→ TRY IT:
Return only the number of lines in the entries below that hold the word "body".

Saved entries
==============================
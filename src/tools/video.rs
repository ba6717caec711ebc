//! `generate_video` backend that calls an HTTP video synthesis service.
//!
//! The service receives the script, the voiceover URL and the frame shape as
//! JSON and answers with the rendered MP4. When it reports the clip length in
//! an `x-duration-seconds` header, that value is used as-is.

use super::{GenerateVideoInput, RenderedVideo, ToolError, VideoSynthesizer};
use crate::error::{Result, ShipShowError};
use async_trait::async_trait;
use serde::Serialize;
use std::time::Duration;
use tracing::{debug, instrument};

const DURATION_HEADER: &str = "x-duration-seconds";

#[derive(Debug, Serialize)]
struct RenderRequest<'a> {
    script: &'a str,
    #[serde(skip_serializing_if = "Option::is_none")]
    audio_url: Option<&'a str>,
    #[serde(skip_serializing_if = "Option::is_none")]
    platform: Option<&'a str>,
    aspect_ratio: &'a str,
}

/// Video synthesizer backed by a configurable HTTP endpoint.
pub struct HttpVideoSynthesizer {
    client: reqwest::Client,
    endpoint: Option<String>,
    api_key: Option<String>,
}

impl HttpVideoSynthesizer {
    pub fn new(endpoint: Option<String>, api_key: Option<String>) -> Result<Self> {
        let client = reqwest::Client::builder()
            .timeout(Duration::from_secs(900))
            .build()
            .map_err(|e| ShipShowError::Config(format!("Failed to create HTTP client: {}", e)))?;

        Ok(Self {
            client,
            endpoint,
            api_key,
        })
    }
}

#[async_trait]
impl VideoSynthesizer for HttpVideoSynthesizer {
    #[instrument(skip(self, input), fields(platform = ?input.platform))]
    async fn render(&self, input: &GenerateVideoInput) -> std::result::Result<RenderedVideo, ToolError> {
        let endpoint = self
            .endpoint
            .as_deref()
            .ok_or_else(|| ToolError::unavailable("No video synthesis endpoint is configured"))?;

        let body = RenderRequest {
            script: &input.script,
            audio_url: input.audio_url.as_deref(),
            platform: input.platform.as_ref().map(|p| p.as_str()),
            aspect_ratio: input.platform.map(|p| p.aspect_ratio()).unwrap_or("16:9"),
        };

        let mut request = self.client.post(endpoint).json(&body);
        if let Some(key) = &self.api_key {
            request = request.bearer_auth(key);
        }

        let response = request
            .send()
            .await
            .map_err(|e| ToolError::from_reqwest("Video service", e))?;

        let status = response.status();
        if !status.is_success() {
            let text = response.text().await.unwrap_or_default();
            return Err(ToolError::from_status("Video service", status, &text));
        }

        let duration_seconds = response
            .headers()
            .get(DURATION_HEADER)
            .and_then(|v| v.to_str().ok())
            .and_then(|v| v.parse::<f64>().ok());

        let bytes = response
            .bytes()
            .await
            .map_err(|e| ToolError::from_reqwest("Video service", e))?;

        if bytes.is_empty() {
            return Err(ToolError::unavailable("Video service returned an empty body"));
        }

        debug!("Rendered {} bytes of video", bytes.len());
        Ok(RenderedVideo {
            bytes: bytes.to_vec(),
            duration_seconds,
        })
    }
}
==============================
→ ANSWER TO THIS PROBLEM:
3